The PageSpeed Insights screenshot below is real. Same Shopify Plus product page, same Chrome session. Mobile Lighthouse score: 23 out of 100. Real-user CrUX: all five Core Web Vitals passing green. LCP 2.1s. INP 129ms. CLS 0.05. FCP 1.6s. TTFB 0.7s.
This was the Enea Studio luxury jewelry store I worked on for a Core Web Vitals sprint. The full client message after we shipped the fixes is on the Enea Studio case study, but the headline number is what most Shopify operators stare at and lose sleep over: a Lighthouse mobile score in the low 20s next to a green CrUX dashboard.
If your store is in the same situation, you are not broken. The two numbers measure fundamentally different things, and Google only ranks on one of them. This post is the technical explanation of the gap, what is actually happening on Shopify specifically, and the eight-step playbook to close it where it matters.

TL;DR: Lighthouse is a lab tool. CrUX is the field dataset Google ranks on. Lighthouse simulates a single cold load on a throttled mobile device (1.6 Mbps, 4x CPU slowdown). CrUX aggregates 28 days of real Chrome users at the 75th percentile. The two diverge on Shopify because third-party app scripts blow up the simulated lab number while real users get warm caches, BFCache, and faster networks. For ranking, only CrUX matters. For debugging regressions, only Lighthouse matters.

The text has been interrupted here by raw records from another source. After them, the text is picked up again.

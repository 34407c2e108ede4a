//! The interaction engine: owns every coordinator and the state machine.
//!
//! The primary loop feeds hand observations (or actions) in and calls `pump`
//! once per tick. Workers never touch engine state; they report back through
//! a single-consumer queue, and `pump` applies their events in order. A
//! capture-and-dispatch cycle holds the in-flight flag from the accepted
//! RECORD until its terminal event, including when it was discarded.

use std::sync::atomic::{AtomicBool, Ordering};
use std::sync::Arc;

use chrono::Utc;
use palma_action::{CommandDispatcher, DispatchOutcome};
use palma_audio::SpeechOutput;
use palma_chat::{ConversationProxy, APOLOGY_REPLY};
use palma_core::{
    EventBus, GestureLabel, HandObservation, InteractionAction, InteractionState, PalmaEvent,
};
use palma_gesture::{classify, GestureDebouncer};
use serde::Serialize;
use tokio::sync::mpsc;
use tracing::{debug, info, warn};
use uuid::Uuid;

use crate::capture::{CaptureError, CaptureProgress, Captured, ModelStatus, VoiceCaptureCoordinator};
use crate::state::{Effect, StateMachine, Transition, Trigger};

pub const ACTIVATION_NOTICE: &str = "Assistente ativado";
pub const DEACTIVATION_NOTICE: &str = "Assistente desativado";
/// Shown as the transcript when capture produced nothing usable.
pub const TRANSCRIPTION_FAILED: &str = "Erro na transcrição";

/// Reported by workers to the engine.
#[derive(Debug)]
enum WorkerEvent {
    Tick { cycle_id: Uuid, remaining: u8 },
    CountdownComplete { cycle_id: Uuid },
    CaptureFinished {
        cycle_id: Uuid,
        result: Result<Captured, CaptureError>,
    },
    DispatchFinished { cycle_id: Uuid, reply: String },
}

impl WorkerEvent {
    fn cycle_id(&self) -> Uuid {
        match self {
            WorkerEvent::Tick { cycle_id, .. }
            | WorkerEvent::CountdownComplete { cycle_id }
            | WorkerEvent::CaptureFinished { cycle_id, .. }
            | WorkerEvent::DispatchFinished { cycle_id, .. } => *cycle_id,
        }
    }
}

#[derive(Debug, Clone, Copy)]
struct Cycle {
    id: Uuid,
    discarded: bool,
}

/// What the status surface shows.
#[derive(Debug, Clone, PartialEq, Serialize)]
pub struct EngineSnapshot {
    pub state: InteractionState,
    pub state_label: &'static str,
    pub hint: Option<&'static str>,
    pub gesture: GestureLabel,
    pub gesture_description: &'static str,
    pub countdown: Option<u8>,
    pub transcript: String,
    pub response: String,
    pub voice_model: ModelStatus,
    pub assistant_available: bool,
    pub cycle_in_flight: bool,
}

pub struct InteractionEngine {
    machine: StateMachine,
    debouncer: GestureDebouncer,
    gesture: GestureLabel,

    speech: Arc<dyn SpeechOutput>,
    dispatcher: Arc<CommandDispatcher>,
    proxy: Arc<ConversationProxy>,
    capture: Arc<VoiceCaptureCoordinator>,
    events: EventBus,

    tx: mpsc::UnboundedSender<WorkerEvent>,
    rx: mpsc::UnboundedReceiver<WorkerEvent>,
    in_flight: AtomicBool,
    cycle: Option<Cycle>,

    countdown: Option<u8>,
    transcript: String,
    response: String,
}

impl InteractionEngine {
    pub fn new(
        speech: Arc<dyn SpeechOutput>,
        dispatcher: Arc<CommandDispatcher>,
        proxy: Arc<ConversationProxy>,
        capture: Arc<VoiceCaptureCoordinator>,
        events: EventBus,
    ) -> Self {
        let (tx, rx) = mpsc::unbounded_channel();
        Self {
            machine: StateMachine::new(),
            debouncer: GestureDebouncer::new(),
            gesture: GestureLabel::None,
            speech,
            dispatcher,
            proxy,
            capture,
            events,
            tx,
            rx,
            in_flight: AtomicBool::new(false),
            cycle: None,
            countdown: None,
            transcript: String::new(),
            response: String::new(),
        }
    }

    pub fn state(&self) -> InteractionState {
        self.machine.current()
    }

    /// True from an accepted RECORD until that cycle's terminal event.
    pub fn cycle_in_flight(&self) -> bool {
        self.in_flight.load(Ordering::SeqCst)
    }

    pub fn events(&self) -> &EventBus {
        &self.events
    }

    pub fn snapshot(&self) -> EngineSnapshot {
        let state = self.machine.current();
        EngineSnapshot {
            state,
            state_label: state.label(),
            hint: state.hint(),
            gesture: self.gesture,
            gesture_description: self.gesture.description(),
            countdown: self.countdown,
            transcript: self.transcript.clone(),
            response: self.response.clone(),
            voice_model: self.capture.model_status(),
            assistant_available: self.proxy.is_available(),
            cycle_in_flight: self.cycle_in_flight(),
        }
    }

    /// Classify one frame's hand, debounce, and act on the result.
    pub fn observe(&mut self, hand: Option<&HandObservation>) -> InteractionAction {
        let label = classify(hand);
        if label != self.gesture {
            self.gesture = label;
            self.events.publish(PalmaEvent::GestureChanged {
                gesture: label,
                timestamp: Utc::now(),
            });
        }
        let action = self.debouncer.update(label);
        if action != InteractionAction::None {
            self.handle_action(action);
        }
        action
    }

    /// Apply a gesture action. Must be called inside a tokio runtime.
    pub fn handle_action(&mut self, action: InteractionAction) -> Option<Transition> {
        let can_record = action == InteractionAction::Record && self.try_claim_cycle();
        let step = self.machine.apply(Trigger::Action(action), can_record);
        if step.is_none() && can_record {
            self.in_flight.store(false, Ordering::SeqCst);
        }
        let step = step?;
        self.after_transition(step);
        Some(step)
    }

    /// Take the in-flight flag if a new cycle may start now.
    fn try_claim_cycle(&self) -> bool {
        if self.machine.current() != InteractionState::Active {
            return false;
        }
        if !self.capture.is_ready() {
            debug!("RECORD ignored: voice model not ready");
            return false;
        }
        let claimed = self
            .in_flight
            .compare_exchange(false, true, Ordering::SeqCst, Ordering::SeqCst)
            .is_ok();
        if !claimed {
            debug!("RECORD ignored: a cycle is already in flight");
        }
        claimed
    }

    /// Apply every queued worker event. Returns how many were applied.
    pub fn pump(&mut self) -> usize {
        let mut applied = 0;
        while let Ok(event) = self.rx.try_recv() {
            self.on_worker_event(event);
            applied += 1;
        }
        applied
    }

    /// Apply worker events until no cycle is in flight.
    pub async fn settle(&mut self) {
        self.pump();
        while self.cycle_in_flight() {
            match self.rx.recv().await {
                Some(event) => self.on_worker_event(event),
                None => break,
            }
        }
    }

    fn apply(&mut self, trigger: Trigger) -> Option<Transition> {
        let step = self.machine.apply(trigger, false)?;
        self.after_transition(step);
        Some(step)
    }

    fn after_transition(&mut self, step: Transition) {
        self.events.publish(PalmaEvent::StateChanged {
            from: step.from,
            to: step.to,
            timestamp: Utc::now(),
        });
        match step.effect {
            Some(Effect::Activate) => {
                info!("Assistant activated");
                self.speech.speak(ACTIVATION_NOTICE);
            }
            Some(Effect::Deactivate) => {
                info!("Assistant deactivated");
                self.discard_cycle();
                self.transcript.clear();
                self.response.clear();
                self.speech.speak(DEACTIVATION_NOTICE);
            }
            Some(Effect::BeginCycle) => self.begin_cycle(),
            Some(Effect::DiscardCycle) => {
                info!("Recording cancelled");
                self.discard_cycle();
            }
            // Driven from worker events.
            Some(Effect::BeginDispatch | Effect::AbandonCycle | Effect::DeliverReply) | None => {}
        }
    }

    fn discard_cycle(&mut self) {
        self.countdown = None;
        if let Some(cycle) = self.cycle.as_mut() {
            if !cycle.discarded {
                debug!(cycle = %cycle.id, "Cycle marked for discard");
                cycle.discarded = true;
            }
        }
    }

    fn finish_cycle(&mut self) {
        self.countdown = None;
        if let Some(cycle) = self.cycle.take() {
            if cycle.discarded {
                info!(cycle = %cycle.id, "Discarded cycle result");
                self.events.publish(PalmaEvent::CycleDiscarded {
                    cycle_id: cycle.id,
                    timestamp: Utc::now(),
                });
            } else {
                debug!(cycle = %cycle.id, "Cycle complete");
            }
        }
        self.in_flight.store(false, Ordering::SeqCst);
    }

    // =========================================================================
    // Workers
    // =========================================================================

    fn begin_cycle(&mut self) {
        let cycle_id = Uuid::new_v4();
        self.cycle = Some(Cycle {
            id: cycle_id,
            discarded: false,
        });
        info!(cycle = %cycle_id, "Capture cycle started");
        self.events.publish(PalmaEvent::CycleStarted {
            cycle_id,
            timestamp: Utc::now(),
        });

        let capture = Arc::clone(&self.capture);
        let tx = self.tx.clone();
        tokio::spawn(async move {
            let progress_tx = tx.clone();
            let progress = move |p: CaptureProgress| {
                let event = match p {
                    CaptureProgress::Tick(remaining) => WorkerEvent::Tick {
                        cycle_id,
                        remaining,
                    },
                    CaptureProgress::Recording => WorkerEvent::CountdownComplete { cycle_id },
                };
                let _ = progress_tx.send(event);
            };
            let worker = tokio::spawn(async move { capture.capture(cycle_id, progress).await });
            let result = worker
                .await
                .unwrap_or_else(|e| Err(CaptureError::Aborted(e.to_string())));
            let _ = tx.send(WorkerEvent::CaptureFinished { cycle_id, result });
        });
    }

    fn begin_dispatch(&self, cycle_id: Uuid, text: String) {
        let dispatcher = Arc::clone(&self.dispatcher);
        let proxy = Arc::clone(&self.proxy);
        let tx = self.tx.clone();
        tokio::spawn(async move {
            let worker = tokio::spawn(route(dispatcher, proxy, text));
            let reply = worker.await.unwrap_or_else(|e| {
                warn!(cycle = %cycle_id, error = %e, "Dispatch worker failed");
                APOLOGY_REPLY.to_string()
            });
            let _ = tx.send(WorkerEvent::DispatchFinished { cycle_id, reply });
        });
    }

    fn on_worker_event(&mut self, event: WorkerEvent) {
        let cycle_id = event.cycle_id();
        let Some(cycle) = self.cycle.filter(|c| c.id == cycle_id) else {
            debug!(cycle = %cycle_id, "Ignoring event from a finished cycle");
            return;
        };

        match event {
            WorkerEvent::Tick { remaining, .. } => {
                if !cycle.discarded {
                    self.countdown = Some(remaining);
                    self.events.publish(PalmaEvent::CountdownTick {
                        cycle_id,
                        remaining,
                        timestamp: Utc::now(),
                    });
                }
            }
            WorkerEvent::CountdownComplete { .. } => {
                if !cycle.discarded {
                    self.countdown = None;
                    self.apply(Trigger::CountdownComplete);
                }
            }
            WorkerEvent::CaptureFinished { result, .. } => {
                if cycle.discarded {
                    self.finish_cycle();
                    return;
                }
                self.on_capture_finished(cycle_id, result);
            }
            WorkerEvent::DispatchFinished { reply, .. } => {
                if cycle.discarded {
                    self.finish_cycle();
                    return;
                }
                if self.apply(Trigger::DispatchComplete).is_some() {
                    info!(cycle = %cycle_id, "Reply ready");
                    self.response = reply.clone();
                    self.speech.speak(&reply);
                    self.events.publish(PalmaEvent::ReplyReady {
                        cycle_id,
                        text: reply,
                        timestamp: Utc::now(),
                    });
                }
                self.finish_cycle();
            }
        }
    }

    fn on_capture_finished(&mut self, cycle_id: Uuid, result: Result<Captured, CaptureError>) {
        match result {
            Ok(captured) => {
                self.transcript = captured.text.clone();
                self.events.publish(PalmaEvent::TranscriptReady {
                    cycle_id,
                    text: Some(captured.text.clone()),
                    timestamp: Utc::now(),
                });
                match self.apply(Trigger::CaptureComplete) {
                    Some(step) if step.effect == Some(Effect::BeginDispatch) => {
                        self.begin_dispatch(cycle_id, captured.text);
                    }
                    _ => self.finish_cycle(),
                }
            }
            Err(e) => {
                match &e {
                    CaptureError::EmptyTranscript => debug!(cycle = %cycle_id, "Nothing was heard"),
                    other => warn!(cycle = %cycle_id, error = %other, "Capture failed"),
                }
                self.transcript = TRANSCRIPTION_FAILED.to_string();
                self.events.publish(PalmaEvent::TranscriptReady {
                    cycle_id,
                    text: None,
                    timestamp: Utc::now(),
                });
                self.apply(Trigger::CaptureFailed);
                self.finish_cycle();
            }
        }
    }
}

Lighthouse vs CrUX at a glance
| Dimension | Lighthouse | CrUX |
|---|---|---|
| Data type | Lab (synthetic) | Field (real users) |
| Sample | One simulated cold load | 28 days of real Chrome users |
| Aggregation | Single run | 75th percentile (p75) |
| Network | Throttled to 1.6 Mbps / 750 Kbps / 150ms RTT | Whatever real users have (4G, 5G, wifi) |
| CPU | 4x slowdown multiplier | Real device CPUs |
| Affects Google ranking? | No | Yes (Core Web Vitals signal) |
| Metrics reported | FCP, LCP, TBT, CLS, Speed Index, score 0-100 | LCP, INP, CLS, FCP, TTFB at p75 |
| Update latency | Instant | ~28 days for full rollover |
| Best use | Diagnose regressions, CI alarms | Confirm real-user impact, ranking health |
What is Lighthouse?
Lighthouse is a synthetic lab tool from Google that runs a single deterministic audit on a throttled emulated mobile device and emits a 0 to 100 performance score. It does not feed into Google Search rankings in any way.
When you click the Analyze button on PageSpeed Insights, or run lighthouse https://your-store.com in your terminal, you are running Lighthouse. It loads the page once, in a clean profile, on a controlled environment, and reports what it saw.
The default mobile configuration that PSI uses (documented in the Lighthouse throttling docs) is intentionally pessimistic:
- Network throttling: 1.6 Mbps download, 750 Kbps upload, 150 ms round-trip time, no packet loss. This is “the bottom 25% of 4G connections and the top 25% of 3G connections” per Google’s own description.
- CPU throttling: a constant 4x slowdown multiplier. A typical desktop CPU run gets pushed into mid-tier mobile bracket performance.
- Throttling method: simulated. PSI loads the page on the host machine’s actual connection, then mathematically projects how the page would have loaded under throttled conditions via the Lantern simulator.
- Single cold load. No browser cache, no service worker activity, no BFCache. One sample.
The Lighthouse 10 through 12 performance score weights are documented at Chrome for Developers:
- TBT (Total Blocking Time): 30%
- LCP (Largest Contentful Paint): 25%
- CLS (Cumulative Layout Shift): 25%
- FCP (First Contentful Paint): 10%
- Speed Index: 10%
A 23 out of 100 mobile score on a Shopify PDP is almost mathematically forced when third-party app JavaScript inflates TBT and LCP under simulated 4x CPU plus 1.6 Mbps. TBT alone carries 30% of the score. Combined with LCP at 25%, more than half the score is hostage to render-blocking and parser-blocking app scripts running on a single emulated CPU core.
What is CrUX (Chrome User Experience Report)?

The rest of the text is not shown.